Showing posts with label Secret Ingredient. Show all posts
Showing posts with label Secret Ingredient. Show all posts

Friday, January 25, 2013

Chicken Pot Pie with Secret Crust Recipe


Yep, it's time for a dare. I dare you to find a homemade chicken pot pie more delicious than this one! I've been making this recipe for nearly ten years and the crust recipe has been in my family for fifty years! I promise, you won't believe the secret ingredient in the crust recipe, but you will definitely love me for sharing it with you.

Chicken Pot Pie Filling ~ Rachelle Christensen

1-2 carrots sliced
2 potatoes, diced
1/4 cup butter
1/4 cup flour
1 cup chicken broth ( I use bouillon and water).
1 cup milk
1 tsp. sage
1/2 tsp. thyme
1/2 tsp salt
1/8 tsp pepper
2 cups diced cooked chicken
1/2 cup frozen peas

Directions:
Cook carrot and potatoes until soft. Melt butter in saucepan, add flour, and cook over medium heat for one minute--this forms a roux. Add broth, milk, and seasonings then bring to boil. Cook, stirring until thickened.
Stir in chicken, peas, carrot, and potatoes.

Prepare crust for top/bottom of pie.

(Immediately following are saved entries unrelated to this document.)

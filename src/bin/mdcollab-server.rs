//! Server binary (spec.md §6): `mdcollab-server <tick_interval_ms>`.
//!
//! Owns the one authoritative document, runs the tick thread, accepts
//! client connections on a Unix domain socket (SPEC_FULL.md §6a), and
//! runs an administrative console accepting `QUIT`.

use std::os::unix::net::UnixListener;
use std::sync::atomic::{AtomicBool, Ordering};
use std::sync::Arc;
use std::thread;
use std::time::Duration;

use anyhow::{Context, Result};
use log::{error, info, warn};

use mdcollab::config::Config;
use mdcollab::roles::RoleTable;
use mdcollab::scheduler::Scheduler;
use mdcollab::session;
use mdcollab::tools;

fn main() -> Result<()> {
    env_logger::from_env(env_logger::Env::default().default_filter_or("info")).init();

    let tick_arg = std::env::args().nth(1);
    let config = Config::from_args(tick_arg.as_deref());

    let pid = std::process::id();
    println!("Server PID: {pid}");
    info!(
        target: "mdcollab::server",
        "starting: tick_interval_ms={} roles_file={:?} snapshot_path={:?}",
        config.tick_interval_ms, config.roles_file, config.snapshot_path
    );

    let roles = Arc::new(
        RoleTable::load(&config.roles_file)
            .with_context(|| format!("failed to load role file {:?}", config.roles_file))?,
    );

    std::fs::create_dir_all(&config.run_dir)
        .with_context(|| format!("failed to create run dir {:?}", config.run_dir))?;
    let socket_path = config.socket_path(pid);
    tools::remove_if_exists(&socket_path)?;
    let listener = UnixListener::bind(&socket_path)
        .with_context(|| format!("failed to bind socket {socket_path:?}"))?;
    info!(target: "mdcollab::server", "listening on {socket_path:?}");

    let scheduler = Scheduler::new();
    let running = Arc::new(AtomicBool::new(true));

    let tick_thread = {
        let scheduler = Arc::clone(&scheduler);
        let running = Arc::clone(&running);
        let interval = Duration::from_millis(config.tick_interval_ms);
        thread::spawn(move || {
            while running.load(Ordering::SeqCst) {
                thread::sleep(interval);
                scheduler.tick();
            }
        })
    };

    let console_thread = {
        let scheduler = Arc::clone(&scheduler);
        let running = Arc::clone(&running);
        let snapshot_path = config.snapshot_path.clone();
        let socket_path = socket_path.clone();
        thread::spawn(move || run_console(scheduler, running, snapshot_path, socket_path))
    };

    let acceptor_scheduler = Arc::clone(&scheduler);
    let acceptor_roles = Arc::clone(&roles);
    let acceptor_running = Arc::clone(&running);
    for incoming in listener.incoming() {
        if !acceptor_running.load(Ordering::SeqCst) {
            break;
        }
        match incoming {
            Ok(stream) => {
                let scheduler = Arc::clone(&acceptor_scheduler);
                let roles = Arc::clone(&acceptor_roles);
                thread::spawn(move || session::handle_connection(stream, scheduler, roles));
            }
            Err(err) => {
                warn!(target: "mdcollab::server", "accept() failed: {err}");
            }
        }
    }

    let _ = tick_thread.join();
    let _ = console_thread.join();
    Ok(())
}

/// The administrative console (spec.md §5 "one console thread reading
/// administrative input"): the only recognized command is `QUIT`, which
/// is refused while any session is registered (spec.md §5), and which on
/// acceptance persists the snapshot and tears everything down.
fn run_console(
    scheduler: Arc<Scheduler>,
    running: Arc<AtomicBool>,
    snapshot_path: std::path::PathBuf,
    socket_path: std::path::PathBuf,
) {
    use rustyline::error::ReadlineError;

    let mut editor = match rustyline::DefaultEditor::new() {
        Ok(e) => e,
        Err(err) => {
            error!(target: "mdcollab::server", "failed to start console: {err}");
            return;
        }
    };

    loop {
        match editor.readline("mdcollab> ") {
            Ok(line) => {
                let line = line.trim();
                if line.is_empty() {
                    continue;
                }
                let _ = editor.add_history_entry(line);
                if line == "QUIT" {
                    if !scheduler.registry.is_empty() {
                        println!(
                            "refusing to quit: {} session(s) still registered",
                            scheduler.registry.len()
                        );
                        continue;
                    }
                    if let Err(err) = tools::atomic_write(&snapshot_path, &scheduler.current_snapshot()) {
                        error!(target: "mdcollab::server", "failed to persist snapshot: {err}");
                    } else {
                        info!(target: "mdcollab::server", "snapshot persisted to {snapshot_path:?}");
                    }
                    let _ = tools::remove_if_exists(&socket_path);
                    running.store(false, Ordering::SeqCst);
                    std::process::exit(0);
                } else {
                    println!("unknown command: {line:?} (only QUIT is recognized)");
                }
            }
            Err(ReadlineError::Interrupted) | Err(ReadlineError::Eof) => {
                continue;
            }
            Err(err) => {
                error!(target: "mdcollab::server", "console read error: {err}");
                break;
            }
        }
    }
}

Pour hot filling in. Cover with top crust and cut slits.
Bake at 450 degrees for 20-25 minutes until lightly browned on the edges.
Serves 6

Rachelle's tip: I make this filling and multiply the ingredients by about six. Then I freeze the filling and I have easy meals ready to go. All I have to do is take the filling out, let it thaw. While it is warming up in a pan (must be hot before you bake it), I mix up the pie crust, dump it in and bake. This is one of my family's favorite meals! You can see by my picture below, that I use old yogurt and cottage cheese containers--one day I'll have enough freezer containers, but in the meantime we recycle!

Rachelle's Famous Savory Pie Crust
2 cups flour
3/4 cup shortening
1 tsp onion salt
3/4 cup cold water

Directions:
Mix flour and onion salt together. The onion salt is the secret ingredient in this recipe! Cut in shortening then mix the 3/4 cup cold water. Dough will be slightly sticky. Divide into two portions, then use flour when rolling out for a beautiful, flaky crust. This crust is not good for fruit pies--it is meant for dinner pies/meat pies.

Hope you enjoy!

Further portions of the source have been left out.